The rejections by the examiner were based on prior art and on double patenting and were reversed by the board. Acting pursuant to its authority under 37 CFR 1.196(b), it then entered three new rejections against claim 18: 35 U.S.C. § 112, first paragraph, "as being based on a specification that fails to contain a written description of the invention defined in this claim"; 35 U.S.C. § 112, first paragraph, "as being based on a specification that does not enable one of ordinary skill in the art to practice the claimed invention"; and 35 U.S.C. § 132 for "introducing new matter into the disclosure." (The board's opinion makes clear that "disclosure" includes the claim.) The board specifically pointed to the step in claim 18 that recites "selecting elongated backing boards . . . each backing board having a length at least as great as the aggregate width of at least six shingles" (board's emphasis) as the basis for the rejections.

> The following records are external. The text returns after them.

// SPDX-FileCopyrightText: 2026 Life Debugger Contributors
// SPDX-License-Identifier: MIT OR Apache-2.0

//! Rotating flavour text shown while an analysis is in flight.

use rand::Rng;

pub const LOADING_QUOTES: &[&str] = &[
    "Judging your life choices...",
    "Trying to understand this mess...",
    "Consulting the Oracle of Order...",
    "Wait, I need my glasses for this...",
    "Buffering your reality...",
    "Is that a sock or a cat? Analyzing...",
    "Calculating the optimal path to happiness...",
    "Wait harder...",
    "If this takes long, blame the clutter...",
    "Loading 99%... just kidding...",
    "Converting chaos to JSON...",
    "Deep breathing initiated...",
    "Untangling your decisions... might take a minute.",
    "Hold on... deciphering human behavior is hard.",
    "Searching for common sense... not found.",
    "Calibrating emotional stability... low battery.",
    "Googling 'How to fix your life'...",
    "Crunching numbers you should've crunched earlier...",
    "Your mess is loading... please stand by.",
    "Trying not to judge... trying really hard...",
    "Optimizing your questionable choices...",
    "Patching your life with duct tape...",
    "Refactoring your chaos...",
    "Running fix_my_life.exe...",
    "Debugging your reality... found 42 bugs.",
    "Locating motivation... still searching...",
    "Breaking the laws of physics to help you...",
    "Loading your excuses...",
    "Scanning for solutions... found memes instead.",
    "Reading your mind... please think slower.",
    "Finding the root cause... root cause is you.",
    "Running emotional diagnostics... results unclear.",
    "Updating your common sense to version 2.0...",
    "Syncing with your past mistakes... this may take long.",
    "Sorting your priorities... they were upside down.",
    "Checking your vibe score... error 404.",
    "Organizing your chaos alphabetically...",
    "Trying to make sense of your schedule... failing.",
    "Downloading sanity... low bandwidth.",
    "Rebooting your life... please wait.",
    "Upgrading your mindset... progress: 0%.",
    "Translating your chaos to English...",
    "Resisting urge to scream internally...",
    "Trying to remain optimistic...",
    "Scanning for intelligent life...",
    "Plot twist detected... recalibrating.",
    "Your life is buffering... hold tight.",
    "Loading patience... this will take a while.",
    "Trying to be supportive...",
    "Compressing your emotional baggage...",
    "Sorting problems by size... all XL.",
    "Enabling 'Fix Everything' mode...",
    "Running away... kidding... maybe.",
    "Charging creativity... low power mode active.",
    "Reconstructing your shattered focus...",
    "Checking system integrity... questionable.",
    "Downloading motivation from the cloud...",
    "Aligning chakras... installing updates...",
    "Bringing order to your natural disaster...",
    "Trying to ignore the chaos... can't.",
    "Detecting procrastination... confirmed.",
    "Fixing what you broke... again.",
    "Scanning for signs of adulthood... none found.",
    "Consulting ancient wisdom... even they confused.",
    "Attempting to 'unmess' your mess...",
    "Generating solutions... at least one should work.",
    "Hunting dust bunnies...",
    "Staring at your problems... they stare back.",
    "Calculating how bad this really is...",
    "Asking the universe for help... voicemail.",
    "Trying to stay calm... deep breaths.",
    "Untangling the headphone wires of your life...",
    "Bringing structure to chaos... architect mode.",
    "Calling tech support... they hung up.",
    "Measuring disaster radius... it's wide.",
    "Manifesting clarity... slowly.",
    "Removing unnecessary stress... found too much.",
    "Collecting spare brain cells...",
    "Updating your reality drivers...",
    "Connecting loose wires in your plan...",
    "Balancing your timeline... unstable.",
    "Sweeping nonsense under the rug...",
    "Trying to understand your handwriting... nope.",
    "Stitching together your scattered thoughts...",
    "Testing your patience... please don't break.",
    "Reconstructing your to-do list... it's crying.",
    "Engaging logic mode... may malfunction.",
    "Transferring chaos to the recycle bin...",
    "Backing up your sanity...",
    "Folding your life neatly... finding wrinkles.",
    "Reading your aura... blurry.",
    "Your tasks are plotting against you... investigating.",
    "Attempting to find a good decision...",
    "Mental defragmentation in progress...",
    "Analyzing future mistakes...",
    "Adding 10% extra productivity...",
    "Resisting urge to judge your folder names...",
    "Inspecting your priorities... they need therapy.",
    "Checking for motivation leaks... found several.",
    "Preparing inspirational speech... loading.",
    "Searching for missing socks... and logic.",
    "Summoning focus... arriving soon.",
    "Checking your emotional RAM... overloaded.",
    "Attempting to optimize your vibe...",
    "Downloading brain update... failed.",
    "Balancing chaos-to-order ratio...",
    "Trying to stay positive... battery low.",
    "Reviewing your life patch notes...",
    "Tightening loose bolts in your routine...",
    "Casting spell of productivity... fizzled.",
    "Attempting to resurrect motivation...",
    "Stabilizing your timeline... please don't move.",
];

/// Cycles through [`LOADING_QUOTES`] from a random starting point.
#[derive(Debug, Clone)]
pub struct LoadingTicker {
    index: usize,
}

impl LoadingTicker {
    pub fn new() -> Self {
        Self::starting_at(rand::thread_rng().gen_range(0..LOADING_QUOTES.len()))
    }

    /// A ticker starting at a fixed quote (wrapped into range).
    pub fn starting_at(index: usize) -> Self {
        Self {
            index: index % LOADING_QUOTES.len(),
        }
    }

    pub fn current(&self) -> &'static str {
        LOADING_QUOTES[self.index]
    }

    /// Advances one quote and returns it.
    pub fn tick(&mut self) -> &'static str {
        self.index = (self.index + 1) % LOADING_QUOTES.len();
        self.current()
    }
}

impl Default for LoadingTicker {
    fn default() -> Self {
        Self::new()
    }
}
// SPDX-FileCopyrightText: 2026 Life Debugger Contributors
// SPDX-License-Identifier: MIT OR Apache-2.0

//! Terminal rendering for reports, checklists and chat lines.

use std::future::Future;
use std::time::Duration;

use colored::Colorize;
use indicatif::{ProgressBar, ProgressStyle};
use lifedebug_agent::{Checklist, LoadingTicker};
use lifedebug_core::{AnalysisVibe, ChatMessage, ChatRole, LifeDebugReport};

/// Spinner frame rate, independent of how often the quote changes.
const SPINNER_TICK: Duration = Duration::from_millis(120);

/// Enables or disables ANSI colors for everything printed after this call.
pub fn configure_color(enabled: bool) {
    use std::io::IsTerminal;
    colored::control::set_override(enabled && std::io::stdout().is_terminal());
}

fn heading(title: &str) -> String {
    title.bold().cyan().to_string()
}

/// Renders the full report with checklist state.
pub fn render_report(report: &LifeDebugReport, vibe: AnalysisVibe, checklist: &Checklist) -> String {
    let mut out = String::new();

    out.push_str(&format!(
        "{}  {}\n\n",
        format!("[{}]", vibe.label()).magenta(),
        report.ai_reaction.italic()
    ));

    for (title, body) in [
        ("WHAT'S BROKEN", &report.whats_broken),
        ("WHY IT MATTERS", &report.why_it_matters),
        ("OPTIMIZED VERSION", &report.optimized_version),
    ] {
        out.push_str(&format!("{}\n  {body}\n\n", heading(title)));
    }

    out.push_str(&format!(
        "{}  {}\n",
        heading("STEP-BY-STEP FIX"),
        format!("{}% done", checklist.progress_percent()).dimmed()
    ));
    out.push_str(&render_steps(&report.step_by_step_fix, checklist));
    out.push('\n');

    out.push_str(&format!("{}\n", heading("PRIORITY TASKS")));
    for task in &report.priority_tasks {
        out.push_str(&format!("  {} {task}\n", "!".red().bold()));
    }
    out.push('\n');

    out.push_str(&format!("{}\n", heading("FUTURE PREVENTION")));
    for item in &report.future_prevention_plan {
        out.push_str(&format!("  - {item}\n"));
    }

    out
}

/// Numbered steps with their checkbox state.
pub fn render_steps(steps: &[String], checklist: &Checklist) -> String {
    steps
        .iter()
        .enumerate()
        .map(|(i, step)| {
            if checklist.is_done(i) {
                format!("  [x] {}. {}\n", i + 1, step.strikethrough().dimmed())
            } else {
                format!("  [ ] {}. {step}\n", i + 1)
            }
        })
        .collect()
}

/// One transcript line, prefixed by speaker.
pub fn render_chat_line(message: &ChatMessage, agent_name: &str) -> String {
    match message.role {
        ChatRole::Model => format!("{} {}", format!("{agent_name}>").green().bold(), message.text),
        ChatRole::User => format!("{} {}", "you>".blue().bold(), message.text),
    }
}

/// Runs `fut` behind a spinner whose message rotates through the loading quotes.
pub async fn with_loading_spinner<F: Future>(quote_interval: Duration, fut: F) -> F::Output {
    let spinner = ProgressBar::new_spinner();
    if let Ok(style) = ProgressStyle::with_template("{spinner:.magenta} {msg}") {
        spinner.set_style(style);
    }
    spinner.enable_steady_tick(SPINNER_TICK);

    let rotator = {
        let spinner = spinner.clone();
        tokio::spawn(async move {
            let mut ticker = LoadingTicker::new();
            spinner.set_message(ticker.current());
            let mut interval = tokio::time::interval(quote_interval);
            // The first tick completes immediately.
            interval.tick().await;
            loop {
                interval.tick().await;
                spinner.set_message(ticker.tick());
            }
        })
    };

    let output = fut.await;
    rotator.abort();
    spinner.finish_and_clear();
    output
}

#[cfg(test)]
mod tests {
    use super::*;

    fn report() -> LifeDebugReport {
        LifeDebugReport {
            ai_reaction: "Bold strategy.".into(),
            whats_broken: "Receipts everywhere.".into(),
            why_it_matters: "Tax season pain.".into(),
            optimized_version: "One envelope per month.".into(),
            step_by_step_fix: vec!["Collect".into(), "Sort".into(), "Scan".into()],
            priority_tasks: vec!["P1: scan".into(), "P2: shred".into(), "P3: file".into()],
            future_prevention_plan: vec!["Photograph receipts at checkout".into()],
            follow_up_question: "Envelope time?".into(),
        }
    }

    #[test]
    fn report_contains_every_section() {
        colored::control::set_override(false);
        let rendered = render_report(&report(), AnalysisVibe::Roast, &Checklist::new(3));
        for needle in [
            "[Roast Me]",
            "Bold strategy.",
            "WHAT'S BROKEN",
            "Receipts everywhere.",
            "WHY IT MATTERS",
            "OPTIMIZED VERSION",
            "STEP-BY-STEP FIX",
            "0% done",
            "[ ] 1. Collect",
            "PRIORITY TASKS",
            "P3: file",
            "FUTURE PREVENTION",
            "- Photograph receipts at checkout",
        ] {
            assert!(rendered.contains(needle), "missing {needle:?} in:\n{rendered}");
        }
    }

    #[test]
    fn checked_steps_are_marked() {
        colored::control::set_override(false);
        let mut checklist = Checklist::new(3);
        checklist.toggle(1).unwrap();
        let steps = render_steps(&report().step_by_step_fix, &checklist);
        assert!(steps.contains("[ ] 1. Collect"));
        assert!(steps.contains("[x] 2. Sort"));
        assert!(steps.contains("[ ] 3. Scan"));
    }

    #[test]
    fn chat_lines_are_prefixed_by_speaker() {
        colored::control::set_override(false);
        assert_eq!(
            render_chat_line(&ChatMessage::model("Go."), "lifedebug"),
            "lifedebug> Go."
        );
        assert_eq!(render_chat_line(&ChatMessage::user("ok"), "lifedebug"), "you> ok");
    }

    #[tokio::test]
    async fn spinner_returns_inner_output() {
        let value = with_loading_spinner(Duration::from_millis(100), async { 42 }).await;
        assert_eq!(value, 42);
    }
}
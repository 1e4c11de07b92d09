// SPDX-FileCopyrightText: 2026 Life Debugger Contributors
// SPDX-License-Identifier: MIT OR Apache-2.0

//! Session flows against a scripted provider: analysis, chat, failure and reset.

use std::sync::Arc;

use lifedebug_agent::{
    ANALYSIS_FAILED_BANNER, CHAT_ERROR_FALLBACK, ChatClient, EMPTY_REPLY_FALLBACK, ImageIntake,
    ReportClient, SessionPhase, persona,
};
use lifedebug_core::types::{ContentBlock, ProviderRequest};
use lifedebug_core::{AnalysisVibe, ChatMessage, ChatRole, LifeDebugError, ProviderAdapter};
use lifedebug_test_utils::harness::{SAMPLE_JPEG, TEST_MODEL, TEST_THINKING_BUDGET};
use lifedebug_test_utils::{MockProvider, MockReply, TestHarness, sample_image, sample_report};

fn first_turn_text(request: &ProviderRequest) -> &str {
    request.messages[0]
        .content
        .iter()
        .find_map(|b| match b {
            ContentBlock::Text { text } => Some(text.as_str()),
            ContentBlock::Image { .. } => None,
        })
        .unwrap_or_default()
}

fn turn_texts(request: &ProviderRequest) -> Vec<(ChatRole, String)> {
    request
        .messages
        .iter()
        .map(|m| {
            let text = m
                .content
                .iter()
                .filter_map(|b| match b {
                    ContentBlock::Text { text } => Some(text.as_str()),
                    ContentBlock::Image { .. } => None,
                })
                .collect::<String>();
            (m.role, text)
        })
        .collect()
}

/// JPEG + roast + empty context: one call carrying the roast persona and the
/// image; the report is stored and its question seeds the transcript.
#[tokio::test]
async fn roast_analysis_of_jpeg() {
    let mut harness = TestHarness::builder().with_sample_report().build();
    harness.select_sample_image().unwrap();
    harness.session.set_vibe(AnalysisVibe::Roast).unwrap();

    harness.analyze().await.unwrap();

    let requests = harness.provider.requests().await;
    assert_eq!(requests.len(), 1);
    let request = &requests[0];
    assert_eq!(request.model, TEST_MODEL);
    assert_eq!(request.thinking_budget, Some(TEST_THINKING_BUDGET));
    assert!(request.response_schema.is_some());
    assert_eq!(request.messages.len(), 1);
    assert_eq!(request.messages[0].role, ChatRole::User);
    assert!(matches!(
        &request.messages[0].content[0],
        ContentBlock::Image { media_type, data }
            if media_type == "image/jpeg" && *data == sample_image().base64
    ));
    assert!(first_turn_text(request).starts_with(persona::system_instruction(AnalysisVibe::Roast)));
    assert!(first_turn_text(request).contains("USER CONTEXT/PROMPT: \"\""));

    assert_eq!(harness.session.phase(), SessionPhase::Reported);
    assert_eq!(harness.session.report(), Some(&sample_report()));
    assert_eq!(
        harness.session.transcript(),
        &[ChatMessage::model(sample_report().follow_up_question)]
    );
}

/// First chat after a report: turns are the image framing plus the new
/// message, with the persona as the system instruction.
#[tokio::test]
async fn first_chat_turn_sends_only_framing_and_message() {
    let mut harness = TestHarness::builder()
        .with_sample_report()
        .with_default_vibe(AnalysisVibe::Gentle)
        .build();
    harness.select_sample_image().unwrap();
    harness.session.set_context("my desk").unwrap();
    harness.analyze().await.unwrap();
    harness.provider.push_reply(MockReply::text("Start with the mugs.")).await;

    let reply = harness.chat("what should I do first?").await.unwrap();
    assert_eq!(reply, "Start with the mugs.");

    let requests = harness.provider.requests().await;
    let chat = &requests[1];
    assert_eq!(
        chat.system_instruction.as_deref(),
        Some(persona::system_instruction(AnalysisVibe::Gentle))
    );
    assert!(chat.response_schema.is_none());
    assert!(chat.thinking_budget.is_none());
    assert_eq!(
        turn_texts(chat),
        vec![
            (ChatRole::User, persona::chat_context_blurb("my desk")),
            (ChatRole::User, "what should I do first?".to_string()),
        ]
    );

    let transcript = harness.session.transcript();
    assert_eq!(transcript.len(), 3);
    assert_eq!(transcript[2], ChatMessage::model("Start with the mugs."));
}

/// Later turns replay every prior exchange in order.
#[tokio::test]
async fn chat_history_is_replayed_in_order() {
    let mut harness = TestHarness::builder()
        .with_sample_report()
        .with_replies(vec![MockReply::text("r1"), MockReply::text("r2")])
        .build();
    harness.select_sample_image().unwrap();
    harness.analyze().await.unwrap();
    harness.chat("m1").await.unwrap();
    harness.chat("m2").await.unwrap();

    let requests = harness.provider.requests().await;
    let roles_and_text = turn_texts(&requests[2]);
    assert_eq!(roles_and_text.len(), 4);
    assert_eq!(roles_and_text[1], (ChatRole::User, "m1".to_string()));
    assert_eq!(roles_and_text[2], (ChatRole::Model, "r1".to_string()));
    assert_eq!(roles_and_text[3], (ChatRole::User, "m2".to_string()));
}

/// A network error during analysis leaves the selection intact and retryable.
#[tokio::test]
async fn failed_analysis_shows_banner_and_can_retry() {
    let mut harness = TestHarness::builder()
        .with_replies(vec![MockReply::Error("connection refused".into())])
        .build();
    harness.select_sample_image().unwrap();
    harness.session.set_vibe(AnalysisVibe::Efficient).unwrap();

    let err = harness.analyze().await.unwrap_err();
    assert!(matches!(err, LifeDebugError::AnalysisFailed { .. }));
    assert_eq!(harness.session.error_banner(), Some(ANALYSIS_FAILED_BANNER));
    assert_eq!(harness.session.phase(), SessionPhase::ImageSelected);
    assert_eq!(harness.session.image(), Some(&sample_image()));
    assert_eq!(harness.session.vibe(), AnalysisVibe::Efficient);
    assert!(harness.session.report().is_none());

    harness
        .provider
        .push_reply(MockReply::Text(lifedebug_test_utils::sample_report_json()))
        .await;
    harness.analyze().await.unwrap();
    assert!(harness.session.error_banner().is_none());
    assert_eq!(harness.provider.call_count().await, 2);
}

#[tokio::test]
async fn empty_or_malformed_analysis_text_fails() {
    for reply in [
        MockReply::Empty,
        MockReply::text("   "),
        MockReply::text("not json at all"),
        MockReply::text(r#"{"ai_reaction": "only one field"}"#),
    ] {
        let mut harness = TestHarness::builder().with_replies(vec![reply]).build();
        harness.select_sample_image().unwrap();
        let err = harness.analyze().await.unwrap_err();
        assert!(matches!(err, LifeDebugError::AnalysisFailed { .. }), "got: {err:?}");
        assert!(harness.session.report().is_none());
    }
}

#[tokio::test]
async fn chat_failures_degrade_to_fallback_text() {
    let mut harness = TestHarness::builder()
        .with_sample_report()
        .with_replies(vec![MockReply::Error("503".into()), MockReply::Empty])
        .build();
    harness.select_sample_image().unwrap();
    harness.analyze().await.unwrap();

    assert_eq!(harness.chat("hello?").await.unwrap(), CHAT_ERROR_FALLBACK);
    assert_eq!(harness.chat("anyone?").await.unwrap(), EMPTY_REPLY_FALLBACK);
    assert_eq!(harness.session.phase(), SessionPhase::Reported);
    assert_eq!(harness.session.transcript().len(), 5);
}

#[tokio::test]
async fn try_send_turn_exposes_failure_detail() {
    let provider = Arc::new(MockProvider::with_replies(vec![MockReply::Error(
        "quota exceeded".into(),
    )]));
    let client = ChatClient::new(provider.clone() as Arc<dyn ProviderAdapter>, TEST_MODEL);

    let err = client
        .try_send_turn(&[], "hi", "AAAA", "image/png", AnalysisVibe::Roast, "")
        .await
        .unwrap_err();
    assert!(matches!(err, LifeDebugError::ChatTurnFailed { .. }));
    assert!(err.to_string().contains("quota exceeded"));
}

#[tokio::test]
async fn non_image_is_rejected_before_any_call() {
    let provider = Arc::new(MockProvider::new());
    let client = ReportClient::new(provider.clone() as Arc<dyn ProviderAdapter>, TEST_MODEL, 0);

    let err = ImageIntake::from_bytes(b"just text", "text/plain").unwrap_err();
    assert!(err.is_input_rejection());

    let err = client
        .analyze("", "image/png", AnalysisVibe::Constructive, "")
        .await
        .unwrap_err();
    assert!(err.is_input_rejection());
    assert_eq!(provider.call_count().await, 0);
}

#[tokio::test]
async fn reset_returns_to_a_fresh_session() {
    let mut harness = TestHarness::builder()
        .with_sample_report()
        .with_default_vibe(AnalysisVibe::Constructive)
        .build();
    harness.select_sample_image().unwrap();
    harness.session.set_vibe(AnalysisVibe::Roast).unwrap();
    harness.analyze().await.unwrap();
    harness.chat("hi").await.unwrap();

    harness.session.reset().unwrap();
    assert_eq!(harness.session.phase(), SessionPhase::Empty);
    assert_eq!(harness.session.vibe(), AnalysisVibe::Constructive);
    assert!(harness.session.transcript().is_empty());

    let image = ImageIntake::from_bytes(SAMPLE_JPEG, "image/jpeg").unwrap();
    harness.session.select_image(image).unwrap();
    assert_eq!(harness.session.phase(), SessionPhase::ImageSelected);
}
// SPDX-FileCopyrightText: 2026 Life Debugger Contributors
// SPDX-License-Identifier: MIT OR Apache-2.0

//! Error types for Life Debugger.

use thiserror::Error;

/// Boxed error source carried by provider and client failures.
pub type BoxedSource = Box<dyn std::error::Error + Send + Sync>;

/// The primary error type used across the provider trait, clients, and session.
#[derive(Debug, Error)]
pub enum LifeDebugError {
    /// Configuration errors (missing credential header value, bad URL, etc.).
    #[error("configuration error: {0}")]
    Config(String),

    /// Input rejected at the boundary before any network effect.
    #[error("invalid input: {message}")]
    InvalidInput { message: String },

    /// Model provider errors (transport failure, HTTP status, malformed envelope).
    #[error("provider error: {message}")]
    Provider {
        message: String,
        source: Option<BoxedSource>,
    },

    /// The report call errored, returned no text, or returned text that is
    /// not a well-formed report.
    #[error("analysis failed: {message}")]
    AnalysisFailed {
        message: String,
        source: Option<BoxedSource>,
    },

    /// A chat turn failed. Callers of `send_turn` never see this; it is
    /// downgraded to a fallback reply.
    #[error("chat turn failed: {message}")]
    ChatTurnFailed {
        message: String,
        source: Option<BoxedSource>,
    },

    /// Internal or unexpected errors.
    #[error("internal error: {0}")]
    Internal(String),
}

impl LifeDebugError {
    /// Shorthand for [`LifeDebugError::InvalidInput`].
    pub fn invalid_input(message: impl Into<String>) -> Self {
        Self::InvalidInput {
            message: message.into(),
        }
    }

    /// Shorthand for a [`LifeDebugError::Provider`] without a source.
    pub fn provider(message: impl Into<String>) -> Self {
        Self::Provider {
            message: message.into(),
            source: None,
        }
    }

    /// Returns true if this error was raised before any network effect.
    pub fn is_input_rejection(&self) -> bool {
        matches!(self, Self::InvalidInput { .. })
    }
}
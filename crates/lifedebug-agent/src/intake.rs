// SPDX-FileCopyrightText: 2026 Life Debugger Contributors
// SPDX-License-Identifier: MIT OR Apache-2.0

//! Image intake: turns a user-selected file into an [`ImageFile`].
//!
//! Only the declared MIME type is checked. Bytes are never decoded,
//! resized, or inspected, and nothing here touches the network.

use std::path::Path;

use base64::Engine;
use base64::engine::general_purpose::STANDARD;
use lifedebug_core::{ImageFile, LifeDebugError};
use tracing::debug;

/// Entry points for building an [`ImageFile`].
pub struct ImageIntake;

impl ImageIntake {
    /// Accepts raw bytes with a declared MIME type.
    ///
    /// Rejects anything whose MIME type does not start with `image/`, and
    /// empty payloads.
    pub fn from_bytes(bytes: &[u8], declared_mime: &str) -> Result<ImageFile, LifeDebugError> {
        let mime_type = check_mime(declared_mime)?;
        if bytes.is_empty() {
            return Err(LifeDebugError::invalid_input("image file is empty"));
        }

        let base64 = STANDARD.encode(bytes);
        let preview_url = format!("data:{mime_type};base64,{base64}");
        debug!(mime_type = %mime_type, bytes = bytes.len(), "image accepted");

        Ok(ImageFile {
            base64,
            mime_type,
            preview_url,
        })
    }

    /// Reads a file from disk, guessing its MIME type from the extension.
    pub async fn from_path(path: impl AsRef<Path>) -> Result<ImageFile, LifeDebugError> {
        let path = path.as_ref();
        let mime = mime_guess::from_path(path).first().ok_or_else(|| {
            LifeDebugError::invalid_input(format!(
                "cannot determine file type of {}",
                path.display()
            ))
        })?;
        // Check before reading so non-images are never loaded.
        check_mime(mime.essence_str())?;

        let bytes = tokio::fs::read(path).await.map_err(|e| {
            LifeDebugError::invalid_input(format!("cannot read {}: {e}", path.display()))
        })?;
        Self::from_bytes(&bytes, mime.essence_str())
    }

    /// Accepts a `data:<mime>[;param=value]*;base64,<payload>` URL.
    ///
    /// The header and payload are split at the first comma. Media-type
    /// parameters are dropped; only the bare MIME type is kept.
    pub fn from_data_url(url: &str) -> Result<ImageFile, LifeDebugError> {
        let (header, payload) = url
            .strip_prefix("data:")
            .and_then(|rest| rest.split_once(','))
            .ok_or_else(|| LifeDebugError::invalid_input("not a data URL"))?;

        let params = header
            .strip_suffix(";base64")
            .ok_or_else(|| LifeDebugError::invalid_input("data URL is not base64-encoded"))?;
        let mime = params.split(';').next().unwrap_or_default();

        let bytes = STANDARD
            .decode(payload)
            .map_err(|e| LifeDebugError::invalid_input(format!("invalid base64 payload: {e}")))?;
        Self::from_bytes(&bytes, mime)
    }
}

fn check_mime(declared: &str) -> Result<String, LifeDebugError> {
    let mime = declared.trim().to_ascii_lowercase();
    if mime.starts_with("image/") {
        Ok(mime)
    } else {
        Err(LifeDebugError::invalid_input(format!(
            "unsupported file type `{declared}`: please upload an image"
        )))
    }
}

On appellants' request for reconsideration, the board declined to withdraw any of the rejections. It noted that claim 18 does not have the status of an original claim and that the limitation of "at least six shingles" is outside the embodiments illustrated and described in the specification.
OPINIONAppellants argue that the "enablement" requirement of the first paragraph of 35 U.S.C. § 112 cannot be read separately from the "description" requirement therein.1 They would interpret the phrase in section 112 "in such full, clear, concise, and exact terms as to enable any person skilled in the art . . . to make and use the same" as modifying "description"; thus, a sufficient description of the invention for purposes of the statute would be a description that enables one skilled in the art to make and use the invention. We do not agree.
This court has clearly recognized that there is a description of the invention requirement in 35 U.S.C. § 112, first paragraph, separate and distinct from the enablement requirement. In re Bowen, 492 F.2d 859, 864, 181 USPQ 48, 52 (Cust. & Pat.App.1974); In re Smith, 481 F.2d 910, 914-15, 178 USPQ 620, 623-25 (Cust. & Pat.App.1973); In re Moore, 439 F.2d 1232, 1235, 58 CCPA 1042, 1047, 169 USPQ 236, 238-39 (1971). A specification may contain a disclosure that is sufficient to enable one skilled in the art to make and use the invention and yet fail to comply with the description of the invention requirement. Fields v. Conover, 443 F.2d 1386, 1391, 58 CCPA 1366, 1372, 170 USPQ 276, 280 (1971); In re Ruschig, 379 F.2d 990, 995-96, 54 CCPA 1551, 1558-59, 154 USPQ 118, 123 (1967).2
Obviously, if there were a description enabling "any person skilled in the art . . . to make and use," there would be no need to require a description of the "manner and process of making and using." As a principle of statutory construction, it is presumed that Congress did not use superfluous words.3 No evidence has been offered to rebut that presumption in this case.